▶ _PROBLEM REQUIREMENTS_: Among the records that follow, how many lines include the string "OpenOptions"? Only the number is wanted.

▶ _GIVEN INFORMATION_:

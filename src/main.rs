// Copyright 2025 The ChromiumOS Authors
// Use of this source code is governed by a BSD-style license that can be
// found in the LICENSE file.

mod arguments;
mod logging;

use std::fmt;
use std::fs::OpenOptions;
use std::io;
use std::os::unix::io::AsRawFd;
use std::sync::Arc;
use std::time::Duration;

use ippusbd::hotplug::HotplugWatcher;
use ippusbd::lock::{self, LockMode, SingletonLock};
use ippusbd::status::{format_report, StatusFile};
use ippusbd::{
    Config, DeviceDescriptor, PnpEvent, PnpExit, PnpManager, PnpMode, RusbBackend, UsbBackend,
};
use log::{debug, error, info, LevelFilter};
use nix::unistd;
use tokio::runtime::Builder;
use tokio::signal;
use tokio::signal::unix::{self, SignalKind};

use crate::arguments::{Args, Mode};

#[derive(Debug)]
pub enum Error {
    ParseArgs(arguments::Error),
    Config(ippusbd::config::Error),
    Logging(logging::Error),
    NotRoot,
    Lock(lock::Error),
    Daemonize(nix::Error),
    DevNull(io::Error),
    Status(ippusbd::status::Error),
    Usb(ippusbd::Error),
    TokioRuntime(io::Error),
}

impl std::error::Error for Error {}

impl fmt::Display for Error {
    fn fmt(&self, f: &mut fmt::Formatter) -> fmt::Result {
        use Error::*;
        match self {
            ParseArgs(err) => write!(f, "Failed to parse arguments: {}", err),
            Config(err) => write!(f, "{}", err),
            Logging(err) => write!(f, "{}", err),
            NotRoot => write!(f, "This mode must be run as root"),
            Lock(err) => write!(f, "{}", err),
            Daemonize(err) => write!(f, "Failed to move to the background: {}", err),
            DevNull(err) => write!(f, "Failed to redirect standard streams: {}", err),
            Status(err) => write!(f, "{}", err),
            Usb(err) => write!(f, "{}", err),
            TokioRuntime(err) => write!(f, "Error setting up tokio runtime: {}", err),
        }
    }
}

type Result<T> = std::result::Result<T, Error>;

/// The table printed by `ippusbd check`.
fn format_device_list(devices: &[DeviceDescriptor]) -> String {
    if devices.is_empty() {
        return "No IPP over USB devices found".to_owned();
    }
    let mut text = " Num  Device              Vndr:Prod  Model".to_owned();
    for (num, device) in devices.iter().enumerate() {
        text.push_str(&format!(
            "\n {:3}  {:<20}{:04x}:{:04x}  {:?}",
            num + 1,
            device.addr.to_string(),
            device.vendor_id,
            device.product_id,
            device.model()
        ));
    }
    text
}

fn run_check(config: &Config) -> Result<()> {
    println!("Configuration OK");
    debug!("{:?}", config);

    let backend = RusbBackend::new().map_err(Error::Usb)?;
    let devices = backend.enumerate().map_err(Error::Usb)?;
    println!("{}", format_device_list(&devices));
    Ok(())
}

/// The text printed by `ippusbd status`.  A status file left behind by a daemon that is no
/// longer running is stale and not shown.
fn format_status(running: bool, lines: &[String]) -> String {
    match running {
        true => format!("ippusbd is running\n{}", format_report(lines)),
        false => "ippusbd is not running".to_owned(),
    }
}

fn run_status(config: &Config) -> Result<()> {
    let mut probe = SingletonLock::new(&config.lock_file);
    let running = match probe.acquire(LockMode::TestOnly) {
        Ok(()) => false,
        Err(lock::Error::Busy(_)) => true,
        Err(e) => return Err(Error::Lock(e)),
    };

    let lines = match running {
        true => StatusFile::new(&config.status_file)
            .read()
            .map_err(Error::Status)?,
        false => Vec::new(),
    };
    println!("{}", format_status(running, &lines));
    Ok(())
}

// Point stdin, stdout and stderr at /dev/null.
fn detach_stdio() -> Result<()> {
    let null = OpenOptions::new()
        .read(true)
        .write(true)
        .open("/dev/null")
        .map_err(Error::DevNull)?;
    for fd in 0..=2 {
        unistd::dup2(null.as_raw_fd(), fd).map_err(|e| Error::DevNull(e.into()))?;
    }
    Ok(())
}

fn run_daemon(args: &Args, config: Config) -> Result<()> {
    let mut lock = SingletonLock::new(&config.lock_file);
    match lock.acquire(LockMode::NoWait) {
        Ok(()) => {}
        // udev starts us for every device that shows up.  The running daemon picks it up.
        Err(lock::Error::Busy(_)) if args.mode == Mode::Udev => {
            debug!("Already running");
            return Ok(());
        }
        Err(e) => return Err(Error::Lock(e)),
    }

    // The forked child inherits the locked file description.
    if args.background {
        unistd::daemon(false, false).map_err(Error::Daemonize)?;
    } else if args.mode != Mode::Debug {
        detach_stdio()?;
    }

    let mode = match args.mode {
        Mode::Udev => PnpMode::Transient,
        _ => PnpMode::Persistent,
    };
    let config = Arc::new(config);
    let backend = RusbBackend::new().map_err(Error::Usb)?;
    let mut manager = PnpManager::new(config.clone(), Arc::new(backend.clone()), lock, mode);
    let events = manager.events();

    let hotplug = HotplugWatcher::new(backend.context(), events.clone()).map_err(Error::Usb)?;
    manager.set_poll_interval(config.rescan_interval(hotplug.is_some()));

    // Respond to both SIGINT and SIGTERM by doing a clean shutdown.  Deliberately
    // use unwrap in these functions because if something goes wrong with signal handling
    // then we need the process to exit anyway.
    let runtime = Builder::new_multi_thread()
        .enable_all()
        .build()
        .map_err(Error::TokioRuntime)?;
    let signal_tx = events.clone();
    runtime.spawn(async move {
        signal::ctrl_c().await.unwrap();
        let _ = signal_tx.send(PnpEvent::Shutdown);
    });
    let signal_tx = events;
    runtime.spawn(async move {
        unix::signal(SignalKind::terminate())
            .unwrap()
            .recv()
            .await
            .unwrap();
        let _ = signal_tx.send(PnpEvent::Shutdown);
    });

    info!("Started in {:?} mode", args.mode);
    match runtime.block_on(manager.run()) {
        PnpExit::Shutdown => info!("Shutting down."),
        PnpExit::Idle => info!("No devices left, exiting."),
    }
    drop(hotplug);
    runtime.shutdown_timeout(Duration::from_millis(500));
    Ok(())
}

fn run() -> Result<()> {
    let argv: Vec<String> = std::env::args().collect();
    let args = match Args::parse(&argv).map_err(Error::ParseArgs)? {
        None => return Ok(()),
        Some(args) => args,
    };
    let config = Config::load(args.config.as_deref()).map_err(Error::Config)?;

    let console = match args.mode.uses_console() {
        true => Some(config.console_log),
        false => None,
    };
    // check and status are interactive; keep syslog out of their way.
    let main_log = match args.mode {
        Mode::Check | Mode::Status => LevelFilter::Warn.min(config.main_log),
        _ => config.main_log,
    };
    logging::init(main_log, console).map_err(Error::Logging)?;

    if args.mode != Mode::Check && !unistd::geteuid().is_root() {
        return Err(Error::NotRoot);
    }

    // Safe because the syscall doesn't touch any memory and always succeeds.
    unsafe { libc::umask(0o022) };

    match args.mode {
        Mode::Check => run_check(&config),
        Mode::Status => run_status(&config),
        Mode::Standalone | Mode::Udev | Mode::Debug => run_daemon(&args, config),
    }
}

fn main() {
    // Use run() instead of returning a Result from main() so that we can print
    // errors using Display instead of Debug.
    if let Err(e) = run() {
        error!("{}", e);
        eprintln!("ippusbd: {}", e);
        std::process::exit(1);
    }
}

▶ _REPLY TO THE TASK_: 2